细胞划痕实验（Wound Healing）是一种操作简单，经济实惠的研究细胞迁移/肿瘤侵袭的体外实验方法。这种方法的原理是，当细胞长到融合成单层状态时，在融合的单层细胞上划痕工具制造一个空白区域，空白区域的细胞被机械力去除掉了，通过一段时间的培养，观察细胞向无细胞区域迁移的情况，通过测量细胞的迁移距反映细胞的迁移能力。

　　细胞划痕实验的用途及优点

　　用途：肿瘤细胞运动常用研究方法。这种方法的原理是，当细胞长到融合成单层状态时，在融合的单层细胞上人为制造一个空白区域，称为“划痕”。划痕边缘的细胞会逐渐进入空白区域使“划痕”愈合。基本的步骤包括“划痕”的制造，细胞迁移期间图像的获得以及后期数据的处理。

　　细胞划痕实验结果与分析

　　优点：

　　1.在一定程度上模拟了体内细胞迁移的过程。

　　2.非常适合研究细胞与胞外基质（ECM），细胞与细胞之间相互作用引起的细胞 迁移。

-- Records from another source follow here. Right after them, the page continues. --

// Copyright 2026, Jeroen van Erp <jeroen@geeko.me>
// SPDX-License-Identifier: Apache-2.0

//! Kubernetes plumbing: CRD discovery, deadline-bounded API access and the
//! compare-and-write engine used for owned resources.

pub mod apply;
pub mod crd;
pub mod diff;
pub mod store;

pub use apply::{ensure, Applied};
pub use crd::wait_for_database_crd;
pub use store::Store;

　　3.与包括活细胞成像在内的显微镜系统兼容，可用于分析细胞间的相互作用。

　　4.研究细胞迁移的体外实验中最简单的方法。

　　Culture Insert方法

　　1.准备细胞，培养液，culture Insert。

　　2.如图，将细胞接种于Dish中间的Insert，细胞长满Insert 区域后用镊子移除Insert即可产生500μm宽度的划痕。

　　3.每隔4-6小时拍照记录。

　　4.根据收集图片数据分析实验结果。

　　传统实验方法

　　实验材料：

　　1.细胞培养平板，一般使用 6 孔板，大小合适，便于划线和观察；

　　2.marker 笔，用于观察是标记；

　　3.直尺，用于观察时对细胞划痕宽度测量；

　　4.20 微升枪头（灭菌）或者经过灭菌处理的牙签均可，用于在单层细胞上划痕；

　　5.无血清培养基；

　　6.PBS。

　　注：所有能灭菌的器械都要灭菌，直尺和marker笔在操作前紫外照射30min（超净台内）

　　实验步骤：

　　1.培养板划线

　　首先使用 marker 笔在 6 孔板背后，用直尺比着，均匀的划横线，大约每隔 0.5~1cm 一道，横穿过孔。每孔至少穿过 5 条线。划线时注意线不要太粗 。

　　2.铺细胞

　　在孔中加入约 5×105 个细胞（不同的细胞数量有所不同，根据细胞的生长快慢调整），接种原则为过夜后融合率达到 100%。

　　3.细胞划线

　　第二天用枪头或者无菌牙签，垂直与细胞平面，沿着头一天划在平板背面的线在细胞层上进行划痕(不同孔之间最好使用同一只枪头或牙签)。

　　4.洗细胞

　　划痕完成后，使用无菌 PBS 洗细胞 3 次，洗去不贴壁的细胞，即划线时划线的细胞，是划线后留下的间隙清晰可见，然后更换新鲜无血清培养基。

　　5.细胞培养、观察

　　将细胞放入 37℃ 5% CO2培养箱，培养。然后在适当的时间点，如 0，6，12，24h 取出细胞，显微镜线观察并测量划痕的宽度，并拍照(具体时间依实验需要而定)。

　　6.结果分析

　　使用 Image J 软件打开图片后，随机划取 6 至8 条水平线，计算细胞间距离的均值。

　　注：1、实验时，选择适当的细胞贴壁率；2、划线后，通常采用无血清或低血清（ ＜ 2%）的培养液。

　　注意事项

　　1.铺细胞最好使用 6 孔板，因为 6 孔板可以保证有相当距离的平直划痕，而且因为有5 条定位线，与划痕相交，这样就有 10 个可固定监测点，不作重复，误差也很小。

　　2.如果你连续监测 24 小时，你需要考虑到划痕缩小是细胞迁移和细胞繁殖共同作用的结果，而不是单纯的细胞迁移。如果你要单纯的考虑细胞迁移，你可以先用丝裂霉素（1 μg/ml）处理一小时，抑制细胞的分裂，这样你的结果就是细胞迁移的作用了。另外，使用无血清培养基也可以降低增殖对实验结果的影响。

　　3.照片拍完之后，可以用 image J 来测量划痕区域的像素定量比较细胞迁移的速度。

　　4.虽然无血清培养可以忽略细胞增殖的影响，但是由于细胞内信号传导系统整体性的下调节，细胞迁移的速度也会慢很多。